In scenarios similar to those of severe COVID-19, such as sepsis and acute respiratory
distress syndrome, the implementation of mechanical ventilation release bundles, screening
and early rehabilitation while still in the hospital ward, the adequate transmission of
continuity of care to primary care, and the provision of access to rehabilitation after
hospital discharge have shown the potential to accelerate the recovery of people affected by
sequelae related to critical illnesses. However, these findings are based on preliminary
studies that do not confirm their benefit in a large sample and with adequate methodology. In
the broadest sense, the early initiation of interventions is an essential aspect to improve
outcomes. When added to the delay in defining the etiology of the hypoxemic acute respiratory
condition, it is imperative that the measures be applied in an equitable manner in the case
of suspected COVID-19 and maintained even if the final diagnosis is not COVID-19. It would be
ethically questionable to withdraw a potentially beneficial intervention from an at-risk
population merely because it is not COVID-19, given the immense impact of acute respiratory
failure on long-term quality of life.
Given the current scenario in Brazil, with more than 36 million people with a history of
SARS-CoV-2 infection, it is estimated that more than 1 million people have been affected by
Long COVID. Given this magnitude of cases, it is likely that during the coming years, due to
the sequelae of COVID-19, the demand on the Unified Health System (SUS) for physical and
mental rehabilitation services will increase.
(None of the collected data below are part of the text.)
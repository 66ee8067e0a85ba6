//! Tests for the TCP server
//!
//! These tests verify:
//! - End-to-end query handling over real sockets
//! - Oversized frames close the connection without a response
//! - The connection ceiling stalls extra clients until a slot frees
//! - A panicking handler only takes down its own connection
//! - Idle timeout and shutdown

use std::io::{ErrorKind, Read, Write};
use std::net::{SocketAddr, TcpListener, TcpStream};
use std::sync::Arc;
use std::thread;
use std::time::{Duration, Instant};

use kvdb::network::{ServerHandle, ServerOptions};
use kvdb::protocol::{encode_frame, read_frame, write_frame};
use kvdb::storage::EngineType;
use kvdb::{Client, Database, Handler, KvError, Server};

// =============================================================================
// Helper Functions
// =============================================================================

const IO_TIMEOUT: Duration = Duration::from_secs(5);

fn start(handler: impl Handler, options: ServerOptions) -> ServerHandle {
    Server::bind("127.0.0.1:0", handler, options)
        .unwrap()
        .spawn()
        .unwrap()
}

fn start_database(max_connections: usize) -> ServerHandle {
    let options = ServerOptions {
        max_connections,
        max_message_size: 4096,
        idle_timeout: None,
    };
    start(Database::open(EngineType::InMemory), options)
}

fn connect(addr: SocketAddr) -> Client {
    let mut client = Client::connect(addr).unwrap();
    client.set_timeout(Some(IO_TIMEOUT)).unwrap();
    client
}

fn raw_connect(addr: SocketAddr) -> TcpStream {
    let stream = TcpStream::connect(addr).unwrap();
    stream.set_read_timeout(Some(IO_TIMEOUT)).unwrap();
    stream
}

fn echo(payload: &[u8]) -> Vec<u8> {
    payload.to_vec()
}

/// Assert the peer closed the stream rather than answering or stalling
fn assert_closed_by_peer(stream: &mut TcpStream) {
    let mut buf = [0u8; 16];
    match stream.read(&mut buf) {
        Ok(0) => {}
        Ok(n) => panic!("Expected close, got {} bytes", n),
        Err(e) => assert!(
            !matches!(e.kind(), ErrorKind::WouldBlock | ErrorKind::TimedOut),
            "Expected close, timed out instead"
        ),
    }
}

// =============================================================================
// End-to-End
// =============================================================================

#[test]
fn test_end_to_end_queries() {
    let server = start_database(1);
    let mut client = connect(server.local_addr());

    assert_eq!(client.query("SET foo bar").unwrap(), "ok");
    assert_eq!(client.query("GET foo").unwrap(), "bar");
    assert_eq!(client.query("DEL foo").unwrap(), "ok");
    assert_eq!(client.query("GET foo").unwrap(), "record with key \"foo\" not found");
    assert_eq!(client.query("FOO").unwrap(), "invalid query: unknown command");

    client.close().unwrap();
    server.shutdown().unwrap();
}

#[test]
fn test_parse_errors_keep_connection_open() {
    let server = start_database(4);
    let mut client = connect(server.local_addr());

    assert_eq!(client.query("SET only_key").unwrap(), "invalid query: invalid number of args");
    assert_eq!(client.query("").unwrap(), "invalid query: invalid query");
    assert_eq!(client.query("SET k v").unwrap(), "ok");
    assert_eq!(client.query("GET k").unwrap(), "v");
}

#[test]
fn test_state_shared_between_connections() {
    let server = start_database(0);

    let mut writer = connect(server.local_addr());
    assert_eq!(writer.query("SET shared value").unwrap(), "ok");

    let mut reader = connect(server.local_addr());
    assert_eq!(reader.query("GET shared").unwrap(), "value");
}

#[test]
fn test_unlimited_concurrent_clients() {
    let server = start(echo, ServerOptions::default());
    let addr = server.local_addr();

    crossbeam::scope(|s| {
        for i in 0..8 {
            s.spawn(move |_| {
                let mut client = connect(addr);
                for j in 0..20 {
                    let message = format!("client {i} message {j}");
                    assert_eq!(client.query(&message).unwrap(), message);
                }
            });
        }
    })
    .unwrap();
}

#[test]
fn test_pipelined_frames_answered_in_order() {
    let server = start(echo, ServerOptions::default());
    let mut stream = raw_connect(server.local_addr());

    let mut batch = Vec::new();
    batch.extend_from_slice(&encode_frame(b"one").unwrap());
    batch.extend_from_slice(&encode_frame(b"two").unwrap());
    stream.write_all(&batch).unwrap();

    assert_eq!(read_frame(&mut stream).unwrap(), b"one");
    assert_eq!(read_frame(&mut stream).unwrap(), b"two");
}

// =============================================================================
// Limits
// =============================================================================

#[test]
fn test_oversized_frame_closes_connection() {
    let options = ServerOptions {
        max_connections: 1,
        max_message_size: 16,
        idle_timeout: None,
    };
    let server = start(echo, options);

    let mut stream = raw_connect(server.local_addr());
    // Header only, declaring 1000 bytes
    stream.write_all(&1000u32.to_be_bytes()).unwrap();
    assert_closed_by_peer(&mut stream);

    // The slot is released for the next client
    let mut client = connect(server.local_addr());
    assert_eq!(client.query("small").unwrap(), "small");
}

#[test]
fn test_message_at_limit_is_accepted() {
    let options = ServerOptions {
        max_connections: 1,
        max_message_size: 16,
        idle_timeout: None,
    };
    let server = start(echo, options);
    let mut client = connect(server.local_addr());

    let payload = vec![b'a'; 16];
    assert_eq!(client.send(&payload).unwrap(), payload);
}

#[test]
fn test_extra_connection_stalls_until_slot_frees() {
    let server = start_database(1);
    let addr = server.local_addr();

    let mut first = connect(addr);
    assert_eq!(first.query("SET a 1").unwrap(), "ok");

    // Second client gets through the TCP handshake but is not served
    let mut second = raw_connect(addr);
    write_frame(&mut second, b"GET a").unwrap();
    second.set_read_timeout(Some(Duration::from_millis(300))).unwrap();

    let mut buf = [0u8; 1];
    let err = second.read(&mut buf).unwrap_err();
    assert!(matches!(err.kind(), ErrorKind::WouldBlock | ErrorKind::TimedOut));

    // Freeing the slot lets the queued request through
    first.close().unwrap();
    second.set_read_timeout(Some(IO_TIMEOUT)).unwrap();
    assert_eq!(read_frame(&mut second).unwrap(), b"1");
}

#[test]
fn test_idle_timeout_closes_connection() {
    let options = ServerOptions {
        max_connections: 1,
        max_message_size: 4096,
        idle_timeout: Some(Duration::from_millis(200)),
    };
    let server = start(echo, options);

    let mut stream = raw_connect(server.local_addr());
    write_frame(&mut stream, b"still here").unwrap();
    assert_eq!(read_frame(&mut stream).unwrap(), b"still here");

    // Say nothing and wait for the server to hang up
    assert_closed_by_peer(&mut stream);

    let mut client = connect(server.local_addr());
    assert_eq!(client.query("next").unwrap(), "next");
}

// =============================================================================
// Fault Isolation
// =============================================================================

#[test]
fn test_panicking_handler_is_isolated() {
    let handler = |payload: &[u8]| -> Vec<u8> {
        if payload == b"boom" {
            panic!("handler exploded");
        }
        payload.to_vec()
    };
    let options = ServerOptions {
        max_connections: 1,
        max_message_size: 4096,
        idle_timeout: None,
    };
    let server = start(handler, options);

    let mut victim = connect(server.local_addr());
    assert!(matches!(victim.send(b"boom"), Err(KvError::ServerClosed)));

    // Server still up and the only slot was released
    let mut client = connect(server.local_addr());
    assert_eq!(client.query("hello").unwrap(), "hello");
}

#[test]
fn test_slots_released_after_disconnect() {
    let options = ServerOptions {
        max_connections: 2,
        max_message_size: 4096,
        idle_timeout: None,
    };
    let server = Server::bind("127.0.0.1:0", echo, options).unwrap();
    let admission = Arc::clone(server.admission().unwrap());
    assert_eq!(admission.capacity(), 2);

    let server = server.spawn().unwrap();
    let mut first = connect(server.local_addr());
    let mut second = connect(server.local_addr());
    assert_eq!(first.query("a").unwrap(), "a");
    assert_eq!(second.query("b").unwrap(), "b");
    assert_eq!(admission.in_use(), 2);

    first.close().unwrap();
    second.close().unwrap();

    // Workers notice the close asynchronously
    let deadline = Instant::now() + IO_TIMEOUT;
    while admission.in_use() > 0 {
        assert!(Instant::now() < deadline, "slots were not released");
        thread::sleep(Duration::from_millis(10));
    }
}

#[test]
fn test_garbage_header_only_affects_one_connection() {
    let server = start_database(2);

    let mut bad = raw_connect(server.local_addr());
    bad.write_all(&[0xff, 0xff, 0xff, 0xff]).unwrap();
    assert_closed_by_peer(&mut bad);

    let mut good = connect(server.local_addr());
    assert_eq!(good.query("DEL nothing").unwrap(), "ok");
}

// =============================================================================
// Lifecycle
// =============================================================================

#[test]
fn test_bind_address_in_use() {
    let taken = TcpListener::bind("127.0.0.1:0").unwrap();
    let addr = taken.local_addr().unwrap().to_string();

    match Server::bind(&addr, echo, ServerOptions::default()) {
        Err(KvError::Bind { addr: reported, .. }) => assert_eq!(reported, addr),
        Err(e) => panic!("Expected Bind error, got {}", e),
        Ok(_) => panic!("Expected Bind error, server bound"),
    }
}

#[test]
fn test_shutdown_releases_listener() {
    let server = start_database(4);
    let addr = server.local_addr();

    server.shutdown().unwrap();

    // The port can be bound again
    TcpListener::bind(addr).unwrap();
}

#[test]
fn test_shutdown_while_stalled_at_ceiling() {
    let server = start_database(1);
    let addr = server.local_addr();

    let mut holder = connect(addr);
    assert_eq!(holder.query("SET a b").unwrap(), "ok");

    // Accept loop is now parked waiting for a slot
    let _queued = raw_connect(addr);
    thread::sleep(Duration::from_millis(100));

    let handle = server.shutdown_handle();
    let (tx, rx) = std::sync::mpsc::channel();
    thread::spawn(move || {
        tx.send(server.shutdown().is_ok()).unwrap();
    });

    assert!(rx.recv_timeout(IO_TIMEOUT).unwrap());
    assert!(handle.is_shutdown());
}

#[test]
fn test_shutdown_is_idempotent() {
    let server = start_database(0);
    let handle = server.shutdown_handle();

    handle.shutdown();
    handle.shutdown();
    server.shutdown().unwrap();
}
In this imminent situation, it is essential to
investigate effective and pragmatic strategies, such as those described above, aimed at
preventing and rehabilitating sequelae related to Long COVID, especially in patients affected
by severe forms of COVID-19. Thus, a randomized clinical trial, the gold standard for
evaluating interventions, will have the potential to support public policies for
post-COVID-19 rehabilitation with accurate and generalizable information to the Brazilian
context. The inclusion of patients with a suspected, but not confirmed, condition will allow
a greater generalization of the results and early initiation of intervention in patients with
other equally relevant pathologies with similar potential benefits.
Therefore, we propose a process improvement implementation study, with a design based on the
allocation of hospitals (clusters) in a sequential manner (stepped wedge), to evaluate
whether the implementation of care bundles in intensive care units, wards and post-discharge
is capable of improving the quality of life in patients admitted to the ICU with hypoxemic
acute respiratory failure within 90 days after discharge hospital.